This is chapter 4 of our 6-part series “2026 and Beyond: Sports Industry Leaders on What’s Next”, bringing the voices of industry leaders from WSC Sports Madrid Huddle to wrap up 2025.


The most successful sports media strategy in 2026 will be taking advantage of every channel and platform — whether that’s the live broadcast, your own app, or 3rd party platforms.

"Being at the forefront of innovation is a must in today's sports media landscape, and we feel that in CANAL+ we are doing that as much as possible," said Matthieu Montigaud, the French broadcaster's Lead Sport Product Manager. "With the help of the right technology partners, we offer fully interactive experiences to fans, allowing them to choose from various camera angles, statistics, highlight packages, formations, rankings, and more. We are trying to always push the limits of innovation to get more engagement, more community, more interactivity."

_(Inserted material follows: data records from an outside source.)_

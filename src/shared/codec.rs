// This is free and unencumbered software released into the public domain.

//! JPEG decode/encode and the YUYV colorspace helpers.

use crate::shared::{CameraError, DEFAULT_JPEG_QUALITY, GrowBuffer, ImageInfo};
use image::{ImageDecoder, codecs::jpeg::JpegDecoder};
use std::io::Cursor;

/// Converts one YUYV macropixel (two pixels sharing chroma) to two RGB pixels.
///
/// Fixed-point BT.601-style math with a reduced luma factor (31 instead of
/// 37). Results are truncated to a byte without saturation, so extreme
/// luma/chroma combinations wrap around.
#[inline]
pub fn yuyv_to_rgb(y0: u8, u: u8, y1: u8, v: u8) -> [[u8; 3]; 2] {
    let d = i32::from(u) - 128;
    let e = i32::from(v) - 128;
    let pixel = |y: u8| {
        let p = 31 * (i32::from(y) - 16);
        let blue = (p + 65 * d + 16) >> 5;
        let green = (p - 12 * d - 26 * e + 16) >> 5;
        let red = (p + 51 * e + 16) >> 5;
        [red as u8, green as u8, blue as u8]
    };
    [pixel(y0), pixel(y1)]
}

/// Repacks a YUYV row into YCbCr triples, duplicating the shared chroma.
fn repack_yuyv_row(src: &[u8], dst: &mut [u8]) {
    for (yuyv, ycbcr) in src.chunks_exact(4).zip(dst.chunks_exact_mut(6)) {
        let (y0, u, y1, v) = (yuyv[0], yuyv[1], yuyv[2], yuyv[3]);
        ycbcr.copy_from_slice(&[y0, u, v, y1, u, v]);
    }
}

/// JPEG codec writing its output into a reusable scratch buffer.
///
/// Each call invalidates the output of the previous one.
#[derive(Debug, Default)]
pub struct JpegCodec {
    scratch: GrowBuffer,
    ycbcr: GrowBuffer,
    encoded: Vec<u8>,
}

impl JpegCodec {
    pub fn new() -> Self {
        Self::default()
    }

    /// Capacity of the scratch buffer; never decreases.
    pub fn scratch_capacity(&self) -> usize {
        self.scratch.capacity()
    }

    /// Decodes a JPEG/MJPEG payload to interleaved RGB (or gray for
    /// single-component images).
    pub fn decompress_jpeg(&mut self, jpeg: &[u8]) -> Result<(ImageInfo, &[u8]), CameraError> {
        let decoder = JpegDecoder::new(Cursor::new(jpeg))
            .map_err(|e| CameraError::InvalidJpeg(Box::new(e)))?;

        let (width, height) = decoder.dimensions();
        let info = ImageInfo {
            width: width as usize,
            height: height as usize,
            pixel_size: decoder.color_type().bytes_per_pixel() as usize,
        };
        let len = usize::try_from(decoder.total_bytes())
            .map_err(|_| CameraError::invalid_frame("decoded image too large"))?;

        let out = self.scratch.ensure(len);
        decoder
            .read_image(out)
            .map_err(|e| CameraError::InvalidJpeg(Box::new(e)))?;

        Ok((info, &self.scratch.as_slice()[..len]))
    }

    pub fn compress_yuyv(
        &mut self,
        yuyv: &[u8],
        width: usize,
        height: usize,
    ) -> Result<&[u8], CameraError> {
        self.compress_yuyv_to_jpeg(yuyv, width, height, DEFAULT_JPEG_QUALITY)
    }

    /// Encodes a raw YUYV frame as JPEG, row by row through YCbCr.
    pub fn compress_yuyv_to_jpeg(
        &mut self,
        yuyv: &[u8],
        width: usize,
        height: usize,
        quality: u8,
    ) -> Result<&[u8], CameraError> {
        if width == 0 || height == 0 || width % 2 != 0 {
            return Err(CameraError::invalid_frame(format!(
                "YUYV frame needs a non-zero even width, got {width}x{height}"
            )));
        }
        let (Ok(w), Ok(h)) = (u16::try_from(width), u16::try_from(height)) else {
            return Err(CameraError::invalid_frame(format!(
                "{width}x{height} exceeds the JPEG size limit"
            )));
        };
        let src_stride = width * 2;
        if yuyv.len() < src_stride * height {
            return Err(CameraError::invalid_frame(format!(
                "YUYV frame holds {} bytes, {width}x{height} needs {}",
                yuyv.len(),
                src_stride * height
            )));
        }

        let dst_stride = width * 3;
        let ycbcr = self.ycbcr.ensure(dst_stride * height);
        for (src, dst) in yuyv
            .chunks_exact(src_stride)
            .zip(ycbcr.chunks_exact_mut(dst_stride))
        {
            repack_yuyv_row(src, dst);
        }

        self.encoded.clear();
        let encoder = jpeg_encoder::Encoder::new(&mut self.encoded, quality.clamp(1, 100));
        encoder
            .encode(
                &self.ycbcr.as_slice()[..dst_stride * height],
                w,
                h,
                jpeg_encoder::ColorType::Ycbcr,
            )
            .map_err(|e| CameraError::Encode(Box::new(e)))?;

        let len = self.encoded.len();
        self.scratch.ensure(len).copy_from_slice(&self.encoded);
        Ok(&self.scratch.as_slice()[..len])
    }
}

#[cfg(test)]
mod tests {
    use super::*;

    #[test]
    fn neutral_input_is_gray() {
        let [a, b] = yuyv_to_rgb(128, 128, 128, 128);
        assert_eq!(a, b);
        assert!(a[0] == a[1] && a[1] == a[2]);
        // 31 * 112 / 32 rounds to 109: darker than 128 by the reduced luma factor.
        assert_eq!(a[0], 109);
    }

    #[test]
    fn chroma_moves_channels_apart() {
        let [pixel, _] = yuyv_to_rgb(128, 128, 128, 200);
        let [red, green, blue] = pixel;
        assert!(red > green && red > blue);

        let [pixel, _] = yuyv_to_rgb(128, 200, 128, 128);
        let [red, _, blue] = pixel;
        assert!(blue > red);
    }

    #[test]
    fn extreme_values_wrap_instead_of_saturating() {
        // p = 31 * 239 = 7409, blue = (7409 + 65 * 127 + 16) >> 5 = 490
        let [pixel, _] = yuyv_to_rgb(255, 255, 255, 128);
        assert_eq!(pixel[2], (490 & 0xff) as u8);
    }

    #[test]
    fn repacking_duplicates_chroma() {
        let mut out = [0u8; 12];
        repack_yuyv_row(&[10, 20, 30, 40, 50, 60, 70, 80], &mut out);
        assert_eq!(out, [10, 20, 40, 30, 20, 40, 50, 60, 80, 70, 60, 80]);
    }

    #[test]
    fn uniform_frame_round_trips_within_tolerance() {
        let (width, height) = (64, 48);
        // Y=150, Cb=128, Cr=128: a light neutral gray.
        let yuyv: Vec<u8> = [150u8, 128, 150, 128]
            .iter()
            .copied()
            .cycle()
            .take(width * height * 2)
            .collect();

        let mut codec = JpegCodec::new();
        let jpeg = codec.compress_yuyv(&yuyv, width, height).unwrap().to_vec();
        assert_eq!(&jpeg[..2], &[0xFF, 0xD8]);

        let (info, rgb) = codec.decompress_jpeg(&jpeg).unwrap();
        assert_eq!(info, ImageInfo { width, height, pixel_size: 3 });
        assert!(rgb.iter().all(|&c| c.abs_diff(150) <= 4), "colour drifted");
    }

    #[test]
    fn rejects_short_and_odd_frames() {
        let mut codec = JpegCodec::new();
        assert!(matches!(
            codec.compress_yuyv(&[0; 10], 4, 4),
            Err(CameraError::InvalidFrame(_))
        ));
        assert!(matches!(
            codec.compress_yuyv(&[0; 64], 3, 4),
            Err(CameraError::InvalidFrame(_))
        ));
    }

    #[test]
    fn rejects_non_jpeg_input() {
        let mut codec = JpegCodec::new();
        assert!(matches!(
            codec.decompress_jpeg(b"definitely not a jpeg"),
            Err(CameraError::InvalidJpeg(_))
        ));
    }

    #[test]
    fn scratch_capacity_is_monotonic() {
        let mut codec = JpegCodec::new();
        let mut last = 0;
        for (w, h) in [(64, 48), (16, 16), (128, 96)] {
            let yuyv = vec![128u8; w * h * 2];
            let jpeg = codec.compress_yuyv(&yuyv, w, h).unwrap().to_vec();
            assert!(codec.scratch_capacity() >= last);
            last = codec.scratch_capacity();

            let (info, _) = codec.decompress_jpeg(&jpeg).unwrap();
            assert!(codec.scratch_capacity() >= info.len());
            assert!(codec.scratch_capacity() >= last);
            last = codec.scratch_capacity();
        }
        assert!(last >= 128 * 96 * 3);
    }
}
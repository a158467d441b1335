// This is free and unencumbered software released into the public domain.

use asimov_timelapse_module::shared::{
    Camera, CaptureSession, Delivery, PixelFormat, Resolution, UploadClient, UploadConfig,
    UploadError, UploadState,
    session::DeliveryOutcome,
    upload::{BOUNDARY, CONNECTION_ERROR},
};
use std::{
    io::{Read, Write},
    net::{TcpListener, TcpStream},
    thread,
    time::Duration,
};

const RESPONSE: &[u8] = b"HTTP/1.0 200 OK\r\nContent-Type: text/xml\r\n\r\n\
<?xml version=\"1.0\" encoding=\"UTF-8\"?><response><result>saved</result></response>";

/// Reads one complete request, as announced by its `Content-length`.
fn read_request(stream: &mut TcpStream) -> Vec<u8> {
    stream.set_read_timeout(Some(Duration::from_secs(5))).unwrap();

    let mut request = Vec::new();
    let mut chunk = [0u8; 4096];
    loop {
        let n = stream.read(&mut chunk).unwrap();
        assert!(n > 0, "client closed before sending the whole request");
        request.extend_from_slice(&chunk[..n]);
        if let Some(expected) = expected_len(&request) {
            if request.len() >= expected {
                return request;
            }
        }
    }
}

/// Accepts one request, checks it is complete, and answers with `RESPONSE`.
fn serve_once(listener: TcpListener) -> thread::JoinHandle<Vec<u8>> {
    thread::spawn(move || {
        let (mut stream, _) = listener.accept().unwrap();
        let request = read_request(&mut stream);
        stream.write_all(RESPONSE).unwrap();
        request
    })
}

/// Accepts one request, keeps the connection open for `hold`, then closes it
/// without answering.
fn serve_silently(listener: TcpListener, hold: Duration) -> thread::JoinHandle<()> {
    thread::spawn(move || {
        let (mut stream, _) = listener.accept().unwrap();
        read_request(&mut stream);
        thread::sleep(hold);
    })
}

fn expected_len(request: &[u8]) -> Option<usize> {
    let header_end = request.windows(4).position(|w| w == b"\r\n\r\n")? + 4;
    let header = std::str::from_utf8(&request[..header_end]).ok()?;
    let length = header
        .lines()
        .find_map(|line| line.strip_prefix("Content-length: "))?
        .trim()
        .parse::<usize>()
        .ok()?;
    Some(header_end + length)
}

fn local_config(listener: &TcpListener) -> UploadConfig {
    let port = listener.local_addr().unwrap().port();
    UploadConfig::new("127.0.0.1")
        .with_port(port)
        .with_timeout(Duration::from_secs(3))
}

#[test]
fn refused_connection_reports_connection_error() {
    let listener = TcpListener::bind("127.0.0.1:0").unwrap();
    let config = local_config(&listener);
    drop(listener);

    let mut client = UploadClient::new(config);
    let err = client.try_upload("image_001.jpg", &[0xFF, 0xD8, 0xFF, 0xD9]).unwrap_err();
    assert!(matches!(err, UploadError::Connection { .. }));
    assert_eq!(client.state(), UploadState::Failed);

    let outcome = client.upload("image_001.jpg", &[0xFF, 0xD8, 0xFF, 0xD9]);
    assert_eq!(outcome.result, CONNECTION_ERROR);
    assert!(!outcome.is_ok());
}

#[test]
fn closed_connection_reports_an_empty_response() {
    let listener = TcpListener::bind("127.0.0.1:0").unwrap();
    let config = local_config(&listener);
    let server = serve_silently(listener, Duration::ZERO);

    let mut client = UploadClient::new(config);
    let outcome = client.upload("image_001.jpg", &[0xFF, 0xD8, 0xFF, 0xD9]);
    assert!(matches!(outcome.error, Some(UploadError::EmptyResponse)));
    assert_eq!(outcome.result, CONNECTION_ERROR);
    assert_eq!(client.state(), UploadState::Failed);
    server.join().unwrap();
}

#[test]
fn silent_server_reports_a_receive_error() {
    let listener = TcpListener::bind("127.0.0.1:0").unwrap();
    let config = local_config(&listener).with_timeout(Duration::from_millis(200));
    let server = serve_silently(listener, Duration::from_secs(1));

    let mut client = UploadClient::new(config);
    let outcome = client.upload("image_001.jpg", &[0xFF, 0xD8, 0xFF, 0xD9]);
    assert!(matches!(outcome.error, Some(UploadError::Receive(_))));
    assert_eq!(outcome.result, CONNECTION_ERROR);
    assert_eq!(client.state(), UploadState::Failed);
    server.join().unwrap();
}

#[test]
fn unknown_host_reports_a_resolution_error() {
    let config = UploadConfig::new("nonexistent.invalid").with_timeout(Duration::from_secs(1));

    let mut client = UploadClient::new(config);
    let outcome = client.upload("image_001.jpg", &[0xFF, 0xD8, 0xFF, 0xD9]);
    assert!(matches!(outcome.error, Some(UploadError::HostResolution { .. })));
    assert_eq!(outcome.result, CONNECTION_ERROR);
    assert!(!outcome.is_ok());
    assert_eq!(client.state(), UploadState::Failed);
}

#[test]
fn upload_posts_the_image_and_reads_the_result() {
    let listener = TcpListener::bind("127.0.0.1:0").unwrap();
    let config = local_config(&listener).with_path("/cam/upload.php");
    let server = serve_once(listener);

    let payload: Vec<u8> = (0..20_000u32).map(|i| (i % 251) as u8).collect();
    let mut client = UploadClient::new(config);
    let outcome = client.try_upload("image_007.jpg", &payload).unwrap();
    assert_eq!(outcome.result, "saved");
    assert_eq!(client.state(), UploadState::Done);
    assert!(client.message_capacity() >= payload.len() + 1024);

    let request = server.join().unwrap();
    assert!(request.starts_with(b"POST /cam/upload.php HTTP/1.0\r\n"));
    assert!(request.windows(payload.len()).any(|w| w == &payload[..]));
    assert!(request.ends_with(format!("--{BOUNDARY}--").as_bytes()));
}

#[test]
fn session_uploads_each_frame() {
    let listener = TcpListener::bind("127.0.0.1:0").unwrap();
    let client = UploadClient::new(local_config(&listener));
    let server = serve_once(listener);

    let mut camera = Camera::open("memory:yuyv").unwrap();
    camera.start(Resolution::new(64, 48), None).unwrap();
    let mut session = CaptureSession::new(camera, Delivery::Upload(client)).unwrap();

    let report = session.run_once().unwrap();
    assert_eq!(report.pixel_format, PixelFormat::Yuyv);
    match &report.delivery {
        DeliveryOutcome::Uploaded(outcome) => assert_eq!(outcome.result, "saved"),
        other => panic!("unexpected delivery: {other:?}"),
    }
    assert!(report.to_string().starts_with("image_001.jpg "));

    let request = server.join().unwrap();
    let needle = b"filename=\"image_001.jpg\"";
    assert!(request.windows(needle.len()).any(|w| w == needle));
}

But CANAL+'s real innovation is in their aggregation model. "We are producer, distributor, and also aggregator," Montigaud explains. "Now we have Netflix, Apple TV+, Paramount+, Bein Sports — all in the same bundle. In 2023, it was the first time ever Apple TV+ allowed anyone to play content directly into their app. We were the first in the world to have this kind of integration."

Jared Hoffman of Warrior Media captured the philosophical shift: "Walls are your enemy. Encourage the audience, within reason, to drive your brand. You're not the only one who has to do it anymore.” This was also part of the findings from The2025/26 WSC Sports Fan Engagement Study: How Gen X, Y, and Z Are Redefining Sports Fandom, which was discussed during the Madrid Huddle.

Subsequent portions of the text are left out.